Design Basics, LLC v. Forrester Wehrle Homes, Inc., 337 F. Supp. 3d 722 (2018)

Oct. 2, 2018 · United States District Court for the Northern District of Ohio · Case No. 3:15CV666
337 F. Supp. 3d 722

DESIGN BASICS, LLC, Plaintiff
v.
FORRESTER WEHRLE HOMES, INC., et al., Defendants

Case No. 3:15CV666

United States District Court, N.D. Ohio, Western Division.

Filed: October 2, 2018

*723James L. Rogers, Semro Henry & Spinazze, Toledo, Ohio, Dana A. LeJune, Houston, Texas, for Plaintiff.

Dennis R. Fogarty, Davis & Young, Willoughby Hills, Ohio, Robert H. Stoffers, Williams & Schoenberger, Columbus, Ohio, Shannon J. George, Ritter, Robinson, McCready & James, Toledo, Ohio, for Defendants.

Paul R. Bonfiglio, Toledo, Ohio, for Intervenor Cincinnati Insurance Company.

ORDER

James G. Carr Sr., U.S. District Judge

Plaintiff Design Basics (DB), the creator and owner of architectural designs for homes, sued defendants Forrester Wehrle Homes, Inc., and Wehrle Development, Ltd., alleging that the defendants used many of DB's designs without permission.

After protracted proceedings and a status conference on April 30, 2017, the Clerk's Office on the following day entered, as I had neglected to prepare a formal order, a minute order that, in pertinent part, stated:

Plaintiff to make a reasonable, good-faith demand of defendants forthwith; defendants to make a reasonable, good-faith response no later than one week after receipt of plaintiff's demand. Parties to undertake forthwith to schedule private mediation conference.

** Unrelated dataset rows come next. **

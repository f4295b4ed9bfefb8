//! Repository for the `notifications` table.

use sqlx::{PgConnection, PgPool};
use studyhub_core::types::DbId;

use crate::models::notification::{CreateNotification, Notification};

/// Column list for `notifications` queries.
const COLUMNS: &str = "id, user_id, kind, title, body, payload, is_read, read_at, created_at";

/// Provides create and list operations for user notifications.
pub struct NotificationRepo;

impl NotificationRepo {
    /// Create a notification, returning the generated ID.
    pub async fn create(
        conn: &mut PgConnection,
        input: &CreateNotification,
    ) -> Result<DbId, sqlx::Error> {
        sqlx::query_scalar(
            "INSERT INTO notifications (user_id, kind, title, body, payload) \
             VALUES ($1, $2, $3, $4, $5) \
             RETURNING id",
        )
        .bind(input.user_id)
        .bind(&input.kind)
        .bind(&input.title)
        .bind(&input.body)
        .bind(&input.payload)
        .fetch_one(conn)
        .await
    }

    /// List notifications for a user, newest first.
    pub async fn list_for_user(
        pool: &PgPool,
        user_id: DbId,
        limit: i64,
        offset: i64,
    ) -> Result<Vec<Notification>, sqlx::Error> {
        let query = format!(
            "SELECT {COLUMNS} FROM notifications \
             WHERE user_id = $1 \
             ORDER BY created_at DESC, id DESC \
             LIMIT $2 OFFSET $3"
        );
        sqlx::query_as::<_, Notification>(&query)
            .bind(user_id)
            .bind(limit)
            .bind(offset)
            .fetch_all(pool)
            .await
    }
}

On June 13, 2018, counsel for plaintiff, defendants, and defendants' three insurers, Cincinnati Insurance Company, Acuity Insurance Company, and Frankenmuth Insurance Company, participated in a mediation. The Hon. Gerald R. Rosen, retired former Chief Judge of the U.S. District Court for the Eastern District of Michigan, conducted the mediation, which lasted most of the day.

Late that afternoon, Judge Rosen informed me that the mediation would not be successful. He also told me that, in his view, Cincinnati Insurance Company had failed to comply with Local Rule 16.6(f), which requires in pertinent part (emphasis supplied):

The parties shall also be present, except that when a party is other than an individual or when a party's interests are being represented by an insurance company, an authorized representative of such party or insurance company, with full authority to settle , shall attend. Willful failure of a party to attend the mediation conference shall be reported by the Mediator to the ADR Administrator for transmittal to the assigned Judge, who may impose appropriate sanctions.

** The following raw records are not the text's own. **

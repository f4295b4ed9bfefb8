//! Route definitions for recording actions.

use axum::routing::post;
use axum::Router;

use crate::handlers::actions;
use crate::state::AppState;

/// Routes mounted at `/actions`.
///
/// ```text
/// POST   /                -> record_action
/// ```
pub fn router() -> Router<AppState> {
    Router::new().route("/", post(actions::record_action))
}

According to Judge Rosen, the adjuster from Cincinnati Insurance Company had come with substantially insufficient authority to negotiate and possibly settle the case. I accompanied Judge Rosen to the courtroom. I made clear my strongly felt disappointment with Cincinnati's failure to send a representative with substantially *724more authority to negotiate and settle.1 Simply put, it had sent an apparently low-level adjuster with only modest and clearly insufficient authority and discretion to engage in meaningful negotiations, let alone to accomplish a settlement.

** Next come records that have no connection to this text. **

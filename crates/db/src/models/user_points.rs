//! Point counter model.

use serde::Serialize;
use sqlx::FromRow;
use studyhub_core::types::{DbId, Timestamp};

/// A row from the `user_points` table.
#[derive(Debug, Clone, FromRow, Serialize)]
pub struct UserPoints {
    pub user_id: DbId,
    pub total_points: i64,
    pub last_activity_at: Option<Timestamp>,
    pub updated_at: Timestamp,
}
//! Repository for the `user_achievements` table.

use std::collections::BTreeSet;

use sqlx::{PgConnection, PgPool};
use studyhub_core::types::{DbId, Timestamp};

use crate::models::achievement::UserAchievement;

/// Column list for `user_achievements` queries.
const COLUMNS: &str = "id, user_id, achievement_id, unlocked_at";

/// Unlocked-set persistence. Rows are only ever inserted.
pub struct AchievementRepo;

impl AchievementRepo {
    /// Record an unlock.
    ///
    /// Returns `None` when the user already had the achievement, which lets
    /// concurrent evaluations race safely: only the winner gets a row back.
    pub async fn unlock(
        conn: &mut PgConnection,
        user_id: DbId,
        achievement_id: &str,
        unlocked_at: Timestamp,
    ) -> Result<Option<UserAchievement>, sqlx::Error> {
        let query = format!(
            "INSERT INTO user_achievements (user_id, achievement_id, unlocked_at) \
             VALUES ($1, $2, $3) \
             ON CONFLICT (user_id, achievement_id) DO NOTHING \
             RETURNING {COLUMNS}"
        );
        sqlx::query_as::<_, UserAchievement>(&query)
            .bind(user_id)
            .bind(achievement_id)
            .bind(unlocked_at)
            .fetch_optional(conn)
            .await
    }

    /// All unlocks for a user, oldest first.
    pub async fn list_for_user(
        pool: &PgPool,
        user_id: DbId,
    ) -> Result<Vec<UserAchievement>, sqlx::Error> {
        let query = format!(
            "SELECT {COLUMNS} FROM user_achievements \
             WHERE user_id = $1 \
             ORDER BY unlocked_at, id"
        );
        sqlx::query_as::<_, UserAchievement>(&query)
            .bind(user_id)
            .fetch_all(pool)
            .await
    }

    /// The ids a user has unlocked.
    pub async fn unlocked_ids(
        pool: &PgPool,
        user_id: DbId,
    ) -> Result<BTreeSet<String>, sqlx::Error> {
        let ids: Vec<String> = sqlx::query_scalar(
            "SELECT achievement_id FROM user_achievements WHERE user_id = $1",
        )
        .bind(user_id)
        .fetch_all(pool)
        .await?;
        Ok(ids.into_iter().collect())
    }
}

That being in my view so, I ordered Cincinnati to show cause why it should not pay all fees and costs - including Judge Rosen's fee - that the other parties had incurred in connection with the mediation. Cincinnati has responded to that order (Doc. 141), DB has responded to its response (Doc. 143), and Cincinnati has replied (Doc. 144).

For the reasons that follow, I conclude that, among Cincinnati's manifold contentions, the one that matters and is dispositive is that it did not have due and sufficient notice of what was expected of it and its participation during the mediation. Therefore, I withdraw the order to show cause and deny DB's request for reimbursement of its fees and costs.

Discussion

The linchpin of the show-cause order was my understanding of Judge Rosen's expectations - as was customary in proceedings before him as a District Judge - that the directive, "full authority to settle," in our Local Rule meant "with authority to meet the plaintiff's last demand."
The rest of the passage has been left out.